– Вот интересно, Хирург. Чем ты меня берешь? Не могу просечь. Все внутри вроде бы противится тебе. А что-то шепчет в душе: прав он, прав. Святой ты, что ли? Или колдун?

Действительно, Хирург не ошибся. К исходу дня солнце еще не успело спрятаться за сопки, обливало тайгу теплым последним светом, а со стороны Шамана низко поползли лохматые пепельные тучи, ощупывая сивыми лапами верхушки старых сосен.

Стало сумрачно и тревожно. Вода в реке почернела и только на перекатах она по-прежнему вскипала и пенилась белыми вихрастыми бурунами. Чайки, налетевшие в ожидании нереста, притихли на островах, изредка оглашая помрачневший лес вещуньями криками. Предвещали же они непогодь, возможно, затяжную, какими и славится короткое колымское лето.

Хирург прослушал последние новости птиц и решил с утра, не откладывая, отправляться на розыски Гегеля.

Вертолет, вызванный для обнаружения беспутного косаря, впустую покружил над тайгой, да так ни с чем и вернулся на базу.

Тучи начали сеять холодной моросью, но складские палатки уже стояли и кухню успели укрыть полиэтиленом, спрятав под двойной крышей немного сухих дров. Но там кашеварить не стали.
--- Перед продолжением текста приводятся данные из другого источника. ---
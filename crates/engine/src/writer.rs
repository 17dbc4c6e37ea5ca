use formstitch_core::{
    EngineConfig, FieldValue,
    submission::{NewSubmission, Submission},
};
use formstitch_storage::{RawStore, StructuredStore, query::quote_identifier};
use tracing::{debug, warn};

use crate::catalog::resolve_fields;
use crate::error::EngineError;
use crate::locator::TableLocator;

/// Outcome of a submission write. The header and the value row live in
/// different stores and no transaction spans both, so a write can stop halfway.
#[derive(Debug)]
pub enum SubmissionWrite {
    /// Header and values are both stored.
    Committed(Submission),
    /// The header is stored; the value row is not. `error` is always
    /// [`EngineError::WriteError`].
    HeaderOnly {
        submission: Submission,
        error: EngineError,
    },
}

impl SubmissionWrite {
    pub fn submission(&self) -> &Submission {
        match self {
            Self::Committed(s) => s,
            Self::HeaderOnly { submission, .. } => submission,
        }
    }

    pub fn is_committed(&self) -> bool {
        matches!(self, Self::Committed(_))
    }

    /// Collapses a partial write into its [`EngineError::WriteError`].
    pub fn into_result(self) -> Result<Submission, EngineError> {
        match self {
            Self::Committed(s) => Ok(s),
            Self::HeaderOnly { error, .. } => Err(error),
        }
    }
}

/// Renders the value-row insert: `submission_id`, `form_id`, then every bag entry.
pub fn build_insert(
    table: &str,
    submission: &Submission,
    new: &NewSubmission,
) -> (String, Vec<FieldValue>) {
    let mut columns = vec![quote_identifier("submission_id"), quote_identifier("form_id")];
    let mut params = vec![
        FieldValue::Integer(submission.id.get()),
        FieldValue::Integer(submission.form_id.get()),
    ];
    for (alias, value) in &new.results {
        columns.push(quote_identifier(alias));
        params.push(value.clone());
    }
    let placeholders: Vec<String> = (1..=params.len()).map(|i| format!("?{i}")).collect();
    let sql = format!(
        "INSERT INTO {} ({}) VALUES ({})",
        quote_identifier(table),
        columns.join(", "),
        placeholders.join(", ")
    );
    (sql, params)
}

/// Saves the header through the structured store, then the value row into the
/// form's result table. Bag keys must all be catalog aliases; that is checked
/// before anything is written.
pub fn save_submission<S: StructuredStore + RawStore + ?Sized>(
    store: &mut S,
    locator: &TableLocator,
    config: &EngineConfig,
    new: &NewSubmission,
) -> Result<SubmissionWrite, EngineError> {
    let form = store
        .find_form(new.form_id)?
        .ok_or_else(|| EngineError::NotFound(format!("form {}", new.form_id)))?;
    let catalog = resolve_fields(&*store, locator, config, form.id)?;
    if let Some(unknown) = new.results.keys().find(|alias| !catalog.contains(alias)) {
        return Err(EngineError::Validation(format!(
            "form {} has no data field {unknown:?}",
            form.id
        )));
    }

    let submission = store.save_submission(new)?;
    if new.results.is_empty() {
        return Ok(SubmissionWrite::Committed(submission));
    }

    let table = locator.for_form(&form);
    let (sql, params) = build_insert(&table, &submission, new);
    debug!(sql = %sql, params = params.len(), "insert result row");
    match store.execute(&sql, &params) {
        Ok(_) => Ok(SubmissionWrite::Committed(submission)),
        Err(err) => {
            warn!(
                submission_id = %submission.id,
                table = %table,
                error = %err,
                "submission header saved without its values"
            );
            let error = EngineError::WriteError {
                submission_id: submission.id,
                reason: err.to_string(),
            };
            Ok(SubmissionWrite::HeaderOnly { submission, error })
        }
    }
}

#[cfg(test)]
mod tests {
    use super::*;
    use chrono::NaiveDate;
    use formstitch_core::{FormId, SubmissionId};

    #[test]
    fn insert_binds_every_value() {
        let ts = NaiveDate::from_ymd_opt(2024, 3, 1)
            .unwrap()
            .and_hms_opt(12, 0, 0)
            .unwrap();
        let new = NewSubmission::new(FormId::new(4), ts)
            .with_value("size", "M")
            .with_value("color", "red");
        let saved = Submission {
            id: SubmissionId::new(17),
            form_id: FormId::new(4),
            date_submitted: ts,
            referer: None,
            ip_address: None,
            page: None,
        };
        let (sql, params) = build_insert("form_results_4_shirt", &saved, &new);
        assert_eq!(
            sql,
            "INSERT INTO \"form_results_4_shirt\" (\"submission_id\", \"form_id\", \"color\", \"size\") \
             VALUES (?1, ?2, ?3, ?4)"
        );
        assert_eq!(
            params,
            vec![
                FieldValue::Integer(17),
                FieldValue::Integer(4),
                FieldValue::from("red"),
                FieldValue::from("M"),
            ]
        );
    }
}
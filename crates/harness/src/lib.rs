mod site;
mod stubs;

pub use site::{SiteStore, TestSite, at};
pub use stubs::{CountingStore, ReversingStore};

use tracing_subscriber::{layer::SubscriberExt, util::SubscriberInitExt};

/// Routes engine events to the test writer. Honours `RUST_LOG`; safe to call
/// from every test.
pub fn init_tracing() {
    let _ = tracing_subscriber::registry()
        .with(
            tracing_subscriber::EnvFilter::try_from_default_env()
                .unwrap_or_else(|_| "formstitch_engine=warn".into()),
        )
        .with(tracing_subscriber::fmt::layer().with_test_writer())
        .try_init();
}
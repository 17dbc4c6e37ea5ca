//! Reporting reads over the header table: zero-filled time series and
//! per-form submission rankings.

use std::collections::HashMap;

use chrono::{Datelike, Months, NaiveDate, NaiveDateTime, TimeDelta, Timelike};
use formstitch_core::{
    FormId, PageId,
    report::{RankRequest, RankedForm, SubmissionPoint, SubmissionQueryOptions, TimeSeries, TimeUnit},
    request::Direction,
    timestamp::{format_timestamp, parse_timestamp},
};
use formstitch_storage::{CompareOp, Expr, QueryBuilder, RawStore, query::escape_like};
use tracing::{debug, warn};

use crate::columns::{int_column, opt_int_column, text_column};
use crate::error::EngineError;
use crate::locator::TableLocator;

/// Longest series a lookback may produce.
pub const MAX_SERIES_SLOTS: u32 = 10_000;

/// Columns that may be counted per form in a ranking.
pub const RANK_COLUMNS: &[&str] = &["fs.id", "fs.ip_id", "fs.page_id", "fs.referer"];

/// Start of the `unit`-sized period containing `ts`. Weeks start on Monday.
pub fn period_start(ts: NaiveDateTime, unit: TimeUnit) -> Option<NaiveDateTime> {
    let date = ts.date();
    let day = match unit {
        TimeUnit::Hour => return date.and_hms_opt(ts.hour(), 0, 0),
        TimeUnit::Day => date,
        TimeUnit::Week => {
            let back = TimeDelta::try_days(i64::from(date.weekday().num_days_from_monday()))?;
            date.checked_sub_signed(back)?
        }
        TimeUnit::Month => date.with_day(1)?,
        TimeUnit::Year => NaiveDate::from_ymd_opt(date.year(), 1, 1)?,
    };
    day.and_hms_opt(0, 0, 0)
}

/// `ts - n * unit`. Month arithmetic clamps to the end of shorter months.
pub fn step_back(ts: NaiveDateTime, unit: TimeUnit, n: u32) -> Option<NaiveDateTime> {
    let n64 = i64::from(n);
    match unit {
        TimeUnit::Hour => ts.checked_sub_signed(TimeDelta::try_hours(n64)?),
        TimeUnit::Day => ts.checked_sub_signed(TimeDelta::try_days(n64)?),
        TimeUnit::Week => ts.checked_sub_signed(TimeDelta::try_weeks(n64)?),
        TimeUnit::Month => ts.checked_sub_months(Months::new(n)),
        TimeUnit::Year => ts.checked_sub_months(Months::new(n.checked_mul(12)?)),
    }
}

/// `amount` consecutive periods ending with the one containing `now`, plus the
/// query lower bound `now - amount * unit`.
#[derive(Debug, Clone, PartialEq, Eq)]
pub struct SeriesWindow {
    pub unit: TimeUnit,
    pub from: NaiveDateTime,
    /// Period starts, oldest first.
    pub slots: Vec<NaiveDateTime>,
}

impl SeriesWindow {
    pub fn new(amount: u32, unit: TimeUnit, now: NaiveDateTime) -> Result<Self, EngineError> {
        if amount == 0 {
            return Err(EngineError::Validation("lookback amount must be positive".into()));
        }
        let out_of_range =
            || EngineError::Validation(format!("lookback of {amount} {unit:?} is out of range"));
        if amount > MAX_SERIES_SLOTS {
            return Err(out_of_range());
        }
        let from = step_back(now, unit, amount).ok_or_else(out_of_range)?;
        let mut slots = Vec::with_capacity(amount as usize);
        for i in (0..amount).rev() {
            let start = step_back(now, unit, i)
                .and_then(|ts| period_start(ts, unit))
                .ok_or_else(out_of_range)?;
            slots.push(start);
        }
        Ok(Self { unit, from, slots })
    }

    pub fn labels(&self) -> Vec<String> {
        let format = self.unit.label_format();
        self.slots.iter().map(|s| s.format(format).to_string()).collect()
    }

    pub fn empty_series(&self) -> TimeSeries {
        TimeSeries {
            labels: self.labels(),
            values: vec![0; self.slots.len()],
        }
    }

    /// Counts timestamps per slot. Timestamps outside every slot are ignored.
    pub fn bucket<'a>(&self, timestamps: impl IntoIterator<Item = &'a NaiveDateTime>) -> TimeSeries {
        let index: HashMap<NaiveDateTime, usize> =
            self.slots.iter().enumerate().map(|(i, s)| (*s, i)).collect();
        let mut series = self.empty_series();
        for ts in timestamps {
            if let Some(slot) = period_start(*ts, self.unit).and_then(|p| index.get(&p)) {
                series.values[*slot] += 1;
            }
        }
        series
    }
}

/// Raw `(form, page, timestamp)` tuples from the header table, oldest first.
pub fn fetch_submissions<S: RawStore + ?Sized>(
    store: &S,
    locator: &TableLocator,
    options: &SubmissionQueryOptions,
) -> Result<Vec<SubmissionPoint>, EngineError> {
    let mut q = QueryBuilder::new();
    q.select([
        "fs.form_id AS form_id",
        "fs.page_id AS page_id",
        "fs.date_submitted AS date_submitted",
    ])
    .from(locator.submissions(), "fs");

    if !options.ip_ids.is_empty() {
        let ids: Vec<i64> = options.ip_ids.iter().map(|id| id.get()).collect();
        q.and_where(Expr::in_ids("fs.ip_id", &ids));
    }
    if let Some(form_id) = options.form_id {
        let e = q.compare("fs.form_id", CompareOp::Eq, form_id.get());
        q.and_where(e);
    }
    if let Some(from) = &options.from_date {
        let e = q.compare("fs.date_submitted", CompareOp::Gte, format_timestamp(from));
        q.and_where(e);
    }
    if let Some(search) = options.search.as_deref().filter(|s| !s.trim().is_empty()) {
        q.left_join(locator.forms(), "f", "f.id = fs.form_id");
        let pattern = format!("%{}%", escape_like(search));
        let name = q.compare("f.name", CompareOp::Like, pattern.clone());
        let description = q.compare("f.description", CompareOp::Like, pattern);
        q.and_where(Expr::or(vec![name, description]));
    }
    q.order_by("fs.date_submitted", Direction::Asc)
        .order_by("fs.id", Direction::Asc);

    debug!(sql = %q.to_sql(), params = q.params().len(), "submission listing");
    let rows = store.fetch(&q)?;
    let mut points = Vec::with_capacity(rows.len());
    for row in &rows {
        points.push(SubmissionPoint {
            form_id: FormId::new(int_column(row, "form_id")?),
            page_id: opt_int_column(row, "page_id")?.map(PageId::new),
            date_submitted: parse_timestamp(&text_column(row, "date_submitted")?)?,
        });
    }
    Ok(points)
}

/// Per-slot counts of the submissions matching `options`. The window's lower
/// bound replaces any `from_date` in `options`. A missing table yields zeros.
pub fn series_since<S: RawStore + ?Sized>(
    store: &S,
    locator: &TableLocator,
    options: &SubmissionQueryOptions,
    amount: u32,
    unit: TimeUnit,
    now: NaiveDateTime,
) -> Result<TimeSeries, EngineError> {
    let window = SeriesWindow::new(amount, unit, now)?;
    let options = SubmissionQueryOptions {
        from_date: Some(window.from),
        ..options.clone()
    };
    match fetch_submissions(store, locator, &options) {
        Ok(points) => Ok(window.bucket(points.iter().map(|p| &p.date_submitted))),
        Err(EngineError::SchemaMismatch(msg)) => {
            warn!(form_id = ?options.form_id, error = %msg, "submission table unreadable, reporting zeros");
            Ok(window.empty_series())
        }
        Err(err) => Err(err),
    }
}

/// [`series_since`] for a single form.
pub fn submissions_since<S: RawStore + ?Sized>(
    store: &S,
    locator: &TableLocator,
    form_id: FormId,
    amount: u32,
    unit: TimeUnit,
    now: NaiveDateTime,
) -> Result<TimeSeries, EngineError> {
    let options = SubmissionQueryOptions {
        form_id: Some(form_id),
        ..SubmissionQueryOptions::default()
    };
    series_since(store, locator, &options, amount, unit, now)
}

/// Forms ranked by how many values of `group_column` their submissions carry.
/// Ties are broken by ascending form id.
pub fn most_submitted<S: RawStore + ?Sized>(
    store: &S,
    locator: &TableLocator,
    request: &RankRequest,
) -> Result<Vec<RankedForm>, EngineError> {
    let column = RANK_COLUMNS
        .iter()
        .find(|c| **c == request.group_column)
        .ok_or_else(|| {
            EngineError::Validation(format!("cannot rank by column {}", request.group_column))
        })?;

    let mut q = QueryBuilder::new();
    q.select([
        "fs.form_id AS id".to_string(),
        "COALESCE(f.name, '') AS title".to_string(),
        format!("COUNT({column}) AS rank_count"),
    ])
    .from(locator.submissions(), "fs")
    .left_join(locator.forms(), "f", "f.id = fs.form_id")
    .group_by("fs.form_id")
    .order_by("rank_count", Direction::Desc)
    .order_by("fs.form_id", Direction::Asc)
    .set_max_results(Some(request.limit))
    .set_first_result(request.offset);

    debug!(sql = %q.to_sql(), "most submitted");
    let rows = store.fetch(&q)?;
    let mut ranked = Vec::with_capacity(rows.len());
    for row in &rows {
        ranked.push(RankedForm {
            title: text_column(row, "title")?,
            id: FormId::new(int_column(row, "id")?),
            count: int_column(row, "rank_count")? as u64,
        });
    }
    Ok(ranked)
}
В вагончике растопили чугунку и на ней приготовили японский порошковый картофель, щедро заправленный свиною тушенкой: с утра не держали во рту ни крошки.

Борис достал припасенную в городе бутылку рисовой водки и разлил ее в алюминиевые кружки.

– Ну что, мужики, – произнес Хирург и немного подержал кружку, обхватив ее с двух сторон корявыми пальцами обеих рук.

В свете керосиновой лампы морщины на его лбу и проямины на щеках стали глубже, худое лицо заострилось, и весь он сейчас напоминал старейшину древнего рода. – С началом сезона!

– Бог в помощь, – поддержал его Боцман.

Глухо чокнулись незвонким железом и, обнюхав хлебушка, набросились на еду.

Тихо шелестел по крыше за окошком дождь. Чутко вздрагивал желтый лепесток пламени за стеклом лампы. Пахло сосновыми дровами и керосином. От печки, водки и пищи враз стало жарко.

Обросший бородою, Боцман являл собою дремучее чудище, и ложка в его лохматой лапе казалась не больше булавки.

В свете дня борода старого моряка имела вид осанистый и даже как бы ухоженный. Сама собою разделенная на подбородке на две равные части, она плавно застилала лицо его рыже-золотой порослью с пробитыми сединой в концах скул витыми кольцами. В сумраке же была какого-то пугающего цвета обожженной меди, а вся его всклоченная после работы голова представляла некий далекий ветхозаветный образ.

Глядя на размытые очертания реки за небольшим окошком наскоро обустроенного жилища и думая свою неведомую думу, Боцман неожиданно решил вслух:

– Завтра побреюсь к чертовой матери. Начинать новую жизнь – что с якоря сниматься: надо с чистой мордой.

– Вот комары обрадуются, – засмеялся Борис. – С твоей лысой фотографии им до самой осени крови пить, не перепить.

– А я думаю, ребята, – вмешался Хирург, – придется мне с утра выходить Гегелю наперерез.

– Правильно, – поразмыслив, поддержал друга Боцман. – Все равно никакой работы не будет. Я чаек слушал. Говорят, сырость с неба дня на три, не меньше.

Борис покачал головой.

– Неугомонный ты дядя, бригадир. Но я, если ты не против, пойду с тобой. Найдем твое чудо, хоть посмеюсь над этой мокрой курицей.

Хирург хотел было что-то сказать, но промолчал.

– А мне чего делать? – пробасил Боцман. – Не оставлять же лагерь.

– Ты к вечеру как раз только и побреешься, – прояснил Борис.

– Слушай, Боря, – надорвал тишину лагерный целитель, – скажи мне: за что ты людей не любишь?

Борис помедлил с ответом, закурил питерский «Беломор», выданный сенокосчикам на все лето.